*** EXERCISE INPUTS ***

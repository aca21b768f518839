use async_trait::async_trait;
use chrono::{DateTime, Utc, NaiveDateTime};
use sqlx::{SqlitePool, FromRow};
use uuid::Uuid;

use crate::{
    domain::{Announcement, NewAnnouncement},
    error::{AppError, Result},
    repository::AnnouncementRepository,
};

#[derive(FromRow)]
struct AnnouncementRow {
    id: String,
    title: Option<String>,
    message: String,
    link: Option<String>,
    active: i32,
    created_at: NaiveDateTime,
    updated_at: NaiveDateTime,
}

pub struct SqliteAnnouncementRepository {
    pool: SqlitePool,
}

impl SqliteAnnouncementRepository {
    pub fn new(pool: SqlitePool) -> Self {
        Self { pool }
    }

    fn row_to_announcement(row: AnnouncementRow) -> Result<Announcement> {
        Ok(Announcement {
            id: Uuid::parse_str(&row.id).map_err(|e| AppError::Database(e.to_string()))?,
            title: row.title.filter(|t| !t.is_empty()),
            message: row.message,
            link: row.link.filter(|l| !l.is_empty()),
            active: row.active != 0,
            created_at: DateTime::from_naive_utc_and_offset(row.created_at, Utc),
            updated_at: DateTime::from_naive_utc_and_offset(row.updated_at, Utc),
        })
    }
}

#[async_trait]
impl AnnouncementRepository for SqliteAnnouncementRepository {
    async fn create(&self, announcement: NewAnnouncement) -> Result<Announcement> {
        if announcement.message.trim().is_empty() {
            return Err(AppError::Validation("message: This field may not be blank.".to_string()));
        }

        let id = Uuid::new_v4();
        let now_naive = Utc::now().naive_utc();
        let active_int = if announcement.active { 1i32 } else { 0i32 };

        sqlx::query(
            r#"
            INSERT INTO announcements (id, title, message, link, active, created_at, updated_at)
            VALUES (?, ?, ?, ?, ?, ?, ?)
            "#
        )
        .bind(id.to_string())
        .bind(&announcement.title)
        .bind(&announcement.message)
        .bind(&announcement.link)
        .bind(active_int)
        .bind(now_naive)
        .bind(now_naive)
        .execute(&self.pool)
        .await?;

        self.find_by_id(id).await?.ok_or_else(|| {
            AppError::Database("Failed to retrieve created announcement".to_string())
        })
    }

    async fn find_by_id(&self, id: Uuid) -> Result<Option<Announcement>> {
        let row = sqlx::query_as::<_, AnnouncementRow>(
            r#"
            SELECT id, title, message, link, active, created_at, updated_at
            FROM announcements
            WHERE id = ?
            "#
        )
        .bind(id.to_string())
        .fetch_optional(&self.pool)
        .await?;

        row.map(Self::row_to_announcement).transpose()
    }

    async fn list(&self) -> Result<Vec<Announcement>> {
        let rows = sqlx::query_as::<_, AnnouncementRow>(
            r#"
            SELECT id, title, message, link, active, created_at, updated_at
            FROM announcements
            ORDER BY created_at DESC, rowid DESC
            "#
        )
        .fetch_all(&self.pool)
        .await?;

        rows.into_iter()
            .map(Self::row_to_announcement)
            .collect()
    }

    async fn latest_active(&self) -> Result<Option<Announcement>> {
        let row = sqlx::query_as::<_, AnnouncementRow>(
            r#"
            SELECT id, title, message, link, active, created_at, updated_at
            FROM announcements
            WHERE active = 1
            ORDER BY created_at DESC, rowid DESC
            LIMIT 1
            "#
        )
        .fetch_optional(&self.pool)
        .await?;

        row.map(Self::row_to_announcement).transpose()
    }

    async fn set_active(&self, id: Uuid, active: bool) -> Result<Announcement> {
        let result = sqlx::query(
            "UPDATE announcements SET active = ?, updated_at = ? WHERE id = ?"
        )
        .bind(if active { 1i32 } else { 0i32 })
        .bind(Utc::now().naive_utc())
        .bind(id.to_string())
        .execute(&self.pool)
        .await?;

        if result.rows_affected() == 0 {
            return Err(AppError::NotFound("Announcement not found".to_string()));
        }

        self.find_by_id(id).await?.ok_or_else(|| {
            AppError::Database("Failed to retrieve updated announcement".to_string())
        })
    }
}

*** End of EXERCISE INPUTS ***

#### WHAT IS NEEDED:
All that is needed is the line containing "to retrieve updated" and each line after it to the end of the data above, set down exactly.

#### ANSWER TO THIS EXERCISE:
            AppError::Database("Failed to retrieve updated announcement".to_string())
        })
    }
}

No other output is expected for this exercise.